● **Exercise description**
Only the lines of the data below from the one with "AND s.mailbox_type = $2" through the one with "WHERE active" are wanted. Repeat them exactly.

- Opening Delimiter -

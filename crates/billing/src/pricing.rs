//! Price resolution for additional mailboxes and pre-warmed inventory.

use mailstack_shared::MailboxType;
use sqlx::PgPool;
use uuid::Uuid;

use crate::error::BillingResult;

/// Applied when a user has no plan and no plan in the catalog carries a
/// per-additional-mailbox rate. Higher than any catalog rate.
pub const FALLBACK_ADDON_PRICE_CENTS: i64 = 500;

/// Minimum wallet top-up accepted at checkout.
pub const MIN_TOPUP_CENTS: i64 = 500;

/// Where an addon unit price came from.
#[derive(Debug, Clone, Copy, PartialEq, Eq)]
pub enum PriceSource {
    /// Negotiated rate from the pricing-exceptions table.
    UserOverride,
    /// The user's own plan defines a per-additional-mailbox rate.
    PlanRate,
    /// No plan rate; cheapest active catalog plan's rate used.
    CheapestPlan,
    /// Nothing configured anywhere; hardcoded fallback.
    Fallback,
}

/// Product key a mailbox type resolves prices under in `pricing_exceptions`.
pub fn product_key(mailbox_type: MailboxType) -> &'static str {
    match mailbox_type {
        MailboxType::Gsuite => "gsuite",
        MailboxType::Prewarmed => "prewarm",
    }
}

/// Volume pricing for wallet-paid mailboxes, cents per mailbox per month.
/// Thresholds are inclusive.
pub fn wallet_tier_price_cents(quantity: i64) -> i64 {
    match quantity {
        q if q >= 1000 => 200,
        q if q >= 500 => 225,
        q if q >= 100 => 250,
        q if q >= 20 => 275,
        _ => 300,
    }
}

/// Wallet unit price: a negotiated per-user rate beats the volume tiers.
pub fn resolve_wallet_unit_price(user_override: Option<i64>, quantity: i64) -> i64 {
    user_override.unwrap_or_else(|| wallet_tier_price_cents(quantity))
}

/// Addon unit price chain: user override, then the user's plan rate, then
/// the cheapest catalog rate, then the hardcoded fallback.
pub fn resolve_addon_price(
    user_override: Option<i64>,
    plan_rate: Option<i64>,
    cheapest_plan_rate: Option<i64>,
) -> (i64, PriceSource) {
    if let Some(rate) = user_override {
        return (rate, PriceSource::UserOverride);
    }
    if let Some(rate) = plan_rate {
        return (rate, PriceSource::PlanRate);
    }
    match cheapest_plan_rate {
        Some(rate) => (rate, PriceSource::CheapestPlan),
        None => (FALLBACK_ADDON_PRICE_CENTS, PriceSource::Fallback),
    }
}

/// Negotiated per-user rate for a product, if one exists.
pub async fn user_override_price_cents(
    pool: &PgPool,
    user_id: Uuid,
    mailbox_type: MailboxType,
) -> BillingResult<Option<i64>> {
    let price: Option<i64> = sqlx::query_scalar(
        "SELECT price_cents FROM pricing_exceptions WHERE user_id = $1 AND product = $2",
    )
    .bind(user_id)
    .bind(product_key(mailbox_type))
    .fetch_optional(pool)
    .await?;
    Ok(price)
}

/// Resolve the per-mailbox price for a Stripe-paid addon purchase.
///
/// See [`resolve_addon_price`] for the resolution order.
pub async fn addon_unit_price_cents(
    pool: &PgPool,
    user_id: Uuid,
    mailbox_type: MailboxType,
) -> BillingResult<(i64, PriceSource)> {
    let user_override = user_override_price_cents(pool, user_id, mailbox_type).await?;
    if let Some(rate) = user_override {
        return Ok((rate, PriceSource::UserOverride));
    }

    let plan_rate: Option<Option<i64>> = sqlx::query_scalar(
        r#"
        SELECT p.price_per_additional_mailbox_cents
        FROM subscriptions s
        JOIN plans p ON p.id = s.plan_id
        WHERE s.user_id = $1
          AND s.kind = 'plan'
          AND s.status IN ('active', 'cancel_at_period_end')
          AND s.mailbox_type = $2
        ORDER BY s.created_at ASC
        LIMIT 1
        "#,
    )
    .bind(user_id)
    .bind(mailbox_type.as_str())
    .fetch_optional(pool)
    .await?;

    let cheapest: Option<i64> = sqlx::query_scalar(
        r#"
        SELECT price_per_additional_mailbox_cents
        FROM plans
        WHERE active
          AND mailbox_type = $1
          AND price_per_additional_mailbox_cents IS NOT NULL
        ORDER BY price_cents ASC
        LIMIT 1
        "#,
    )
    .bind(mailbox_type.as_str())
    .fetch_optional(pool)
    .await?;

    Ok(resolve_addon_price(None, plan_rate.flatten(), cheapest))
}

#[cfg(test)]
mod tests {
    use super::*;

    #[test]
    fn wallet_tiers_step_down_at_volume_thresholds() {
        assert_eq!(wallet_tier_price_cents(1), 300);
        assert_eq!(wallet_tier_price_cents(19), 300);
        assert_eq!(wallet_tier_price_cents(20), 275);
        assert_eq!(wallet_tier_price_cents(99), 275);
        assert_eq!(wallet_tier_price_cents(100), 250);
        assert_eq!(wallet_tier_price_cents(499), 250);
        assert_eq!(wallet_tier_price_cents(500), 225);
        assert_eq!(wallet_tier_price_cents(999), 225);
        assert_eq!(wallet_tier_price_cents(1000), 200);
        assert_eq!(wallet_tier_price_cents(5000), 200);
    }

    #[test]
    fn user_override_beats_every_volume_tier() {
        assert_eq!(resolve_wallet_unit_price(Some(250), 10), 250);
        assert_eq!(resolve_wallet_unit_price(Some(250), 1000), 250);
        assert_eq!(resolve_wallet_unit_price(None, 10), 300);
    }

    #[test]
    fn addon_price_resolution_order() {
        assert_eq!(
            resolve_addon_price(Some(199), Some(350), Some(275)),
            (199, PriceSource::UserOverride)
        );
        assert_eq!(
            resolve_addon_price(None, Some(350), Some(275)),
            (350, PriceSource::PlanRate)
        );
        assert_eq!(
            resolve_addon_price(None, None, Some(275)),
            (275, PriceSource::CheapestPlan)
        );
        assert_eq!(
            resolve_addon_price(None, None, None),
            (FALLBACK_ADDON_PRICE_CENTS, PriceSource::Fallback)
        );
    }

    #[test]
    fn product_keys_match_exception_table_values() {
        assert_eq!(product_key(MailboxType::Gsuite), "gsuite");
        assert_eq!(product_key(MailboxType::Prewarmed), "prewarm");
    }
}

- Closing Delimiter -
- Opening Delimiter -

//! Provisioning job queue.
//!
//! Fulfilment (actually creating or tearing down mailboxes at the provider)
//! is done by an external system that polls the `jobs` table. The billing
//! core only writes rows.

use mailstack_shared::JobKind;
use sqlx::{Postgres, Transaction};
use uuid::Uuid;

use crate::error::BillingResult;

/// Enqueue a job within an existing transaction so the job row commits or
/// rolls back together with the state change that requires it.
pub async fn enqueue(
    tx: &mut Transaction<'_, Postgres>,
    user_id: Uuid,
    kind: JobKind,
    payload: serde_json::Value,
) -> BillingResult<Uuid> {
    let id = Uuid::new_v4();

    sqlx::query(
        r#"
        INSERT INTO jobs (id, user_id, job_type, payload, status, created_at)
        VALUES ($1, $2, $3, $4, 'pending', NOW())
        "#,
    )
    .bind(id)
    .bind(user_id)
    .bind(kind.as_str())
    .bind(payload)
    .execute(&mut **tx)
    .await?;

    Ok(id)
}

- Closing Delimiter -
- Opening Delimiter -

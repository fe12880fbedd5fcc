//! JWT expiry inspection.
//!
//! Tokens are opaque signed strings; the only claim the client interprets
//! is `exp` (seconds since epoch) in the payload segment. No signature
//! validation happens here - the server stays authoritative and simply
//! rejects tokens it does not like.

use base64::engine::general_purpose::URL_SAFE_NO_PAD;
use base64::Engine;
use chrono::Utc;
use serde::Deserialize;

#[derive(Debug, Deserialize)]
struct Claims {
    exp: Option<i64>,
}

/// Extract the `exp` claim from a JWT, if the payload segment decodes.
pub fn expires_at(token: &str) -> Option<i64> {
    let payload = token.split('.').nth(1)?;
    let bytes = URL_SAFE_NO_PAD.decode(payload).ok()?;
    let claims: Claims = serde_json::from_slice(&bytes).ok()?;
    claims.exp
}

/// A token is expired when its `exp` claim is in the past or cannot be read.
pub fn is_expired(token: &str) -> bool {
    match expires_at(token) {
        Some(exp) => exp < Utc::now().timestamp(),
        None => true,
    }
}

- Closing Delimiter -

● **Task output**
          AND s.mailbox_type = $2
        ORDER BY s.created_at ASC
        LIMIT 1
        "#,
    )
    .bind(user_id)
    .bind(mailbox_type.as_str())
    .fetch_optional(pool)
    .await?;

    let cheapest: Option<i64> = sqlx::query_scalar(
        r#"
        SELECT price_per_additional_mailbox_cents
        FROM plans
        WHERE active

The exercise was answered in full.